Skandal um gefälschte Hitler-Tagebücher Früherer Stern-Reporter Gerd Heidemann ist tot
Er wollte die vermeintlichen Hitler-Tagebücher aufgespürt haben. Am Ende wurde daraus einer der größten Medienskandale der Geschichte. Nun ist der ehemalige Stern-Reporter Gerd Heidemann gestorben.
Der frühere Stern-Reporter Gerd Heidemann, der 1983 die gefälschten Hitler-Tagebücher präsentierte, ist tot. Das berichtete das Magazin in Hamburg unter Berufung auf das familiäre Umfeld Heidemanns. Heidemann starb demnach am Montag, er wurde 93 Jahre alt.
Skandal um "Hitler-Tagebücher"
Die Affäre um die angeblichen Tagebücher war einer der größten Medienskandale der Bundesrepublik. Der Stern hatte die "Hitler-Tagebücher" als historische Sensation angekündigt. Am 22. April 1983 war das Magazin mit der Mitteilung an die Öffentlichkeit getreten, es habe insgesamt etwa 60 geheime Tagebücher Adolf Hitlers aus der Zeit vom 22. Juni 1932 bis Mitte April 1945 entdeckt.
Drei Tage später präsentierte die Chefredaktion die vermeintlichen Tagebücher, aufgespürt von Reporter Gerd Heidemann. Nun müsse "die Biografie des Diktators und mit ihr die Geschichte des NS-Staates in großen Teilen neu geschrieben werden", hieß es.
Zweifel an Echtheit
Heidemann gab an, die "Dokumente" seien an Bord einer "Ju 352"-Propellermaschine gewesen, die in den letzten Kriegstagen geheimes Material aus dem Führerbunker in Berlin ausfliegen sollte und südlich von Dresden abgestürzt sei.
Die ersten wörtlichen Auszüge aus den angeblichen Tagebüchern formulierten eine teilweise abschätzige Kritik Hitlers an seinen engsten Mitarbeitern im Führungsstab. Den Eintragungen nach waren Hitler auch die Willkürakte gegen Juden zu weit gegangen. Außerdem zeigten sie das Bild eines "menschlichen" Hitlers, der sich unter anderem um die Gesundheit seiner Geliebten Eva Braun sorgte.
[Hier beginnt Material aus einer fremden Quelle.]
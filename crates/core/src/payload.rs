//! Order payload construction.
//!
//! Translates a basket item into the body the host posts when the basket is submitted. The
//! payload shape depends on the action:
//! - NEW and RENEW are both submitted as NEW, in the fixed outpatient care setting
//! - REVISE carries `previousOrder` and keeps the item's own care setting
//! - DISCONTINUE carries only what is needed to stop the previous order (no quantity, units or
//!   instructions)
//!
//! REVISE and DISCONTINUE payloads always name the order they act on; an item without one is
//! refused with [`OrderError::MissingPreviousOrder`].
//!
//! Building a payload is pure: the same item, patient and encounter always give the same payload.

use crate::constants::{CARE_SETTING_UUID, ORDER_POST_TYPE};
use crate::order::{OrderAction, OrderBasketItem, OrderUrgency};
use crate::{OrderError, OrderResult};
use openmrs::OrderPost;

/// Fields shared by NEW and REVISE payloads.
#[derive(Clone, Debug, PartialEq, Eq)]
pub struct OrderLines {
    pub concept: String,
    pub quantity: Option<u32>,
    pub quantity_units: Option<String>,
    pub instructions: Option<String>,
    pub accession_number: Option<String>,
    pub urgency: Option<OrderUrgency>,
    pub order_type: Option<String>,
    pub orderer: String,
}

/// Payload for a NEW (or renewed) order.
#[derive(Clone, Debug, PartialEq, Eq)]
pub struct NewOrderPayload {
    pub patient: String,
    pub encounter: Option<String>,
    pub care_setting: String,
    pub lines: OrderLines,
}

/// Payload revising a placed order.
#[derive(Clone, Debug, PartialEq, Eq)]
pub struct ReviseOrderPayload {
    pub patient: String,
    pub encounter: Option<String>,
    pub care_setting: Option<String>,
    pub previous_order: String,
    pub lines: OrderLines,
}

/// Payload discontinuing a placed order.
#[derive(Clone, Debug, PartialEq, Eq)]
pub struct DiscontinueOrderPayload {
    pub patient: String,
    pub encounter: Option<String>,
    pub care_setting: Option<String>,
    pub concept: String,
    pub previous_order: String,
    pub accession_number: Option<String>,
    pub urgency: Option<OrderUrgency>,
    pub order_type: Option<String>,
    pub orderer: String,
}

/// Submission payload for one basket item, keyed by the action it is posted with.
#[derive(Clone, Debug, PartialEq, Eq)]
pub enum OrderPayload {
    New(NewOrderPayload),
    Revise(ReviseOrderPayload),
    Discontinue(DiscontinueOrderPayload),
}

impl OrderPayload {
    /// Action the payload is posted with. RENEW items are posted as NEW.
    pub fn action(&self) -> OrderAction {
        match self {
            OrderPayload::New(_) => OrderAction::New,
            OrderPayload::Revise(_) => OrderAction::Revise,
            OrderPayload::Discontinue(_) => OrderAction::Discontinue,
        }
    }

    pub fn previous_order(&self) -> Option<&str> {
        match self {
            OrderPayload::New(_) => None,
            OrderPayload::Revise(p) => Some(&p.previous_order),
            OrderPayload::Discontinue(p) => Some(&p.previous_order),
        }
    }

    /// Translate into the REST post body.
    pub fn to_post(&self) -> OrderPost {
        match self {
            OrderPayload::New(p) => lines_to_post(
                OrderAction::New,
                &p.patient,
                p.encounter.clone(),
                Some(p.care_setting.clone()),
                None,
                &p.lines,
            ),
            OrderPayload::Revise(p) => lines_to_post(
                OrderAction::Revise,
                &p.patient,
                p.encounter.clone(),
                p.care_setting.clone(),
                Some(p.previous_order.clone()),
                &p.lines,
            ),
            OrderPayload::Discontinue(p) => OrderPost {
                action: OrderAction::Discontinue.as_str().to_string(),
                order_kind: ORDER_POST_TYPE.to_string(),
                patient: p.patient.clone(),
                care_setting: p.care_setting.clone(),
                orderer: Some(p.orderer.clone()),
                encounter: p.encounter.clone(),
                concept: p.concept.clone(),
                instructions: None,
                previous_order: Some(p.previous_order.clone()),
                accession_number: p.accession_number.clone(),
                urgency: p.urgency.map(|u| u.as_str().to_string()),
                order_type: p.order_type.clone(),
                quantity: None,
                quantity_units: None,
            },
        }
    }

    /// Render the REST post body as JSON.
    pub fn to_json(&self) -> OrderResult<serde_json::Value> {
        Ok(self.to_post().to_json()?)
    }
}

/// Build the submission payload for a basket item.
///
/// # Errors
///
/// Returns [`OrderError::MissingPreviousOrder`] for a REVISE or DISCONTINUE item that does not
/// name the order it acts on.
pub fn build_payload(
    item: &OrderBasketItem,
    patient_uuid: &str,
    encounter_uuid: Option<&str>,
) -> OrderResult<OrderPayload> {
    let patient = patient_uuid.to_string();
    let encounter = encounter_uuid.map(str::to_string);

    let payload = match item.action {
        OrderAction::New | OrderAction::Renew => OrderPayload::New(NewOrderPayload {
            patient,
            encounter,
            care_setting: CARE_SETTING_UUID.to_string(),
            lines: order_lines(item),
        }),
        OrderAction::Revise => OrderPayload::Revise(ReviseOrderPayload {
            patient,
            encounter,
            care_setting: item.care_setting.clone(),
            previous_order: previous_order(item)?,
            lines: order_lines(item),
        }),
        OrderAction::Discontinue => OrderPayload::Discontinue(DiscontinueOrderPayload {
            patient,
            encounter,
            care_setting: item.care_setting.clone(),
            concept: item.concept.uuid.clone(),
            previous_order: previous_order(item)?,
            accession_number: item.accession_number.clone(),
            urgency: item.urgency,
            order_type: item.order_type.clone(),
            orderer: item.orderer.clone(),
        }),
    };
    Ok(payload)
}

fn previous_order(item: &OrderBasketItem) -> OrderResult<String> {
    item.previous_order
        .as_deref()
        .map(str::trim)
        .filter(|uuid| !uuid.is_empty())
        .map(str::to_string)
        .ok_or(OrderError::MissingPreviousOrder(item.action))
}

fn order_lines(item: &OrderBasketItem) -> OrderLines {
    OrderLines {
        concept: item.concept.uuid.clone(),
        quantity: item.quantity,
        quantity_units: item.quantity_units.as_ref().map(|u| u.uuid.clone()),
        instructions: item.instructions.clone(),
        accession_number: item.accession_number.clone(),
        urgency: item.urgency,
        order_type: item.order_type.clone(),
        orderer: item.orderer.clone(),
    }
}

fn lines_to_post(
    action: OrderAction,
    patient: &str,
    encounter: Option<String>,
    care_setting: Option<String>,
    previous_order: Option<String>,
    lines: &OrderLines,
) -> OrderPost {
    OrderPost {
        action: action.as_str().to_string(),
        order_kind: ORDER_POST_TYPE.to_string(),
        patient: patient.to_string(),
        care_setting,
        orderer: Some(lines.orderer.clone()),
        encounter,
        concept: lines.concept.clone(),
        instructions: lines.instructions.clone(),
        previous_order,
        accession_number: lines.accession_number.clone(),
        urgency: lines.urgency.map(|u| u.as_str().to_string()),
        order_type: lines.order_type.clone(),
        quantity: lines.quantity,
        quantity_units: lines.quantity_units.clone(),
    }
}
/// Errors that can occur when creating validated identifier types.
#[derive(Debug, thiserror::Error, PartialEq, Eq)]
pub enum TypesError {
    /// The input was empty or contained only whitespace
    #[error("identifier cannot be empty")]
    Empty,
    /// The input was longer than a REST resource identifier may be
    #[error("identifier exceeds maximum length of {max} characters (got {len})")]
    TooLong { len: usize, max: usize },
    /// The input contained characters outside `[0-9A-Za-z-]`
    #[error("identifier contains invalid characters: {0}")]
    InvalidCharacters(String),
}

/// Maximum length of a REST resource identifier.
///
/// Concept dictionary identifiers are 36 characters (either a hyphenated UUID or a
/// CIEL-style `162402AAAA...` code); a little headroom is allowed for legacy values.
pub const MAX_RESOURCE_UUID_LEN: usize = 38;

/// An identifier of a REST resource (concept, order, order type, provider, ...).
///
/// Identifiers are not required to be RFC 4122 UUIDs: concept dictionaries frequently use
/// fixed-width codes such as `162402AAAAAAAAAAAAAAAAAAAAAAAAAAAAAA`. The type guarantees the
/// value is non-empty, trimmed, bounded in length and made only of ASCII alphanumerics and `-`,
/// which makes it safe to embed in a URL path segment.
#[derive(Debug, Clone, PartialEq, Eq, Hash, PartialOrd, Ord)]
pub struct ResourceUuid(String);

impl ResourceUuid {
    /// Creates a new `ResourceUuid` from the given input.
    ///
    /// The input is trimmed of leading and trailing whitespace before validation.
    ///
    /// # Errors
    ///
    /// Returns [`TypesError`] if the trimmed input is empty, too long, or contains characters
    /// other than ASCII alphanumerics and `-`.
    pub fn new(input: impl AsRef<str>) -> Result<Self, TypesError> {
        let trimmed = input.as_ref().trim();
        if trimmed.is_empty() {
            return Err(TypesError::Empty);
        }

        if trimmed.len() > MAX_RESOURCE_UUID_LEN {
            return Err(TypesError::TooLong {
                len: trimmed.len(),
                max: MAX_RESOURCE_UUID_LEN,
            });
        }

        let ok = trimmed
            .bytes()
            .all(|b| matches!(b, b'0'..=b'9' | b'a'..=b'z' | b'A'..=b'Z' | b'-'));
        if !ok {
            return Err(TypesError::InvalidCharacters(trimmed.to_owned()));
        }

        Ok(Self(trimmed.to_owned()))
    }

    /// Wraps a compile-time identifier constant without returning an error.
    ///
    /// Only for literals known to be valid; debug builds assert the value passes
    /// [`ResourceUuid::new`].
    pub fn from_static(value: &'static str) -> Self {
        debug_assert!(
            Self::new(value).is_ok_and(|id| id.as_str() == value),
            "invalid static identifier: {value}"
        );
        Self(value.to_owned())
    }

    /// Returns the inner identifier as a string slice.
    pub fn as_str(&self) -> &str {
        &self.0
    }

    /// Consumes the identifier, returning the owned string.
    pub fn into_string(self) -> String {
        self.0
    }
}

impl std::fmt::Display for ResourceUuid {
    fn fmt(&self, f: &mut std::fmt::Formatter<'_>) -> std::fmt::Result {
        f.write_str(&self.0)
    }
}

impl AsRef<str> for ResourceUuid {
    fn as_ref(&self) -> &str {
        &self.0
    }
}

impl std::str::FromStr for ResourceUuid {
    type Err = TypesError;

    fn from_str(s: &str) -> Result<Self, Self::Err> {
        Self::new(s)
    }
}

impl serde::Serialize for ResourceUuid {
    fn serialize<S>(&self, serializer: S) -> Result<S::Ok, S::Error>
    where
        S: serde::Serializer,
    {
        serializer.serialize_str(&self.0)
    }
}

impl<'de> serde::Deserialize<'de> for ResourceUuid {
    fn deserialize<D>(deserializer: D) -> Result<Self, D::Error>
    where
        D: serde::Deserializer<'de>,
    {
        let s = String::deserialize(deserializer)?;
        ResourceUuid::new(&s).map_err(serde::de::Error::custom)
    }
}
Namhafte deutsche Professoren wie Werner Maser, Karl Dietrich Bracher, Martin Broszat und Eberhard Jäckel waren skeptisch und bezweifelten die Echtheit der Notizen. Der britische Historiker Hugh Trevor-Roper hingegen bezeugte zunächst ihre Echtheit, ehe er eingestehen musste, auf eine Fälschung hereingefallen zu sein.
9,3 Millionen Mark ausgegeben
Eine Untersuchung durch das Bundesarchiv in Koblenz entlarvte die "historische Sensation" letztendlich als Produkt einer Fälscher-Werkstatt. Heidemann war auf den Fälscher Konrad Kujau hereingefallen. Der Verlag Gruner + Jahr hatte 9,3 Millionen Mark in bar für die vermeintliche Sensation ausgegeben. Kujau kassierte viereinhalb Jahre Haft für den Riesenschwindel, von denen er drei absaß. Mitte September 2000 starb er schließlich.
Auch Heidemann wurde verurteilt, zu vier Jahren und acht Monaten, weil ihm das Gericht nicht glaubte, dass er die Millionen komplett an Kujau weitergereicht hatte. Noch Jahrzehnte später betonte er, kein Geld unterschlagen zu haben.
"Tagebücher" ans Bundesarchiv übergeben
2023 - 40 Jahre nach dem Skandal - wurden 52 Kladden an das Bundesarchiv in Koblenz übergeben. Sie sollten nach einer archivarischen Bestandsaufnahme digitalisiert und gemäß Bundesarchivgesetz in digitaler Form zur Verfügung gestellt werden.
Bundesarchiv-Präsident Michael Hollmann sagte einer Mitteilung zufolge, die gefälschten Tagebücher hätten in den 1980er-Jahren das Potenzial besessen, die brutalen Verbrechen des Nationalsozialismus zu verharmlosen. "Es ist gut, dass die Zeugnisse dieses schwierigen Kapitels bundesrepublikanischer Nachkriegsgeschichte nun im Bundesarchiv gesichert und im Kontext der authentischen Quellen als Fälschungen kenntlich gemacht werden können."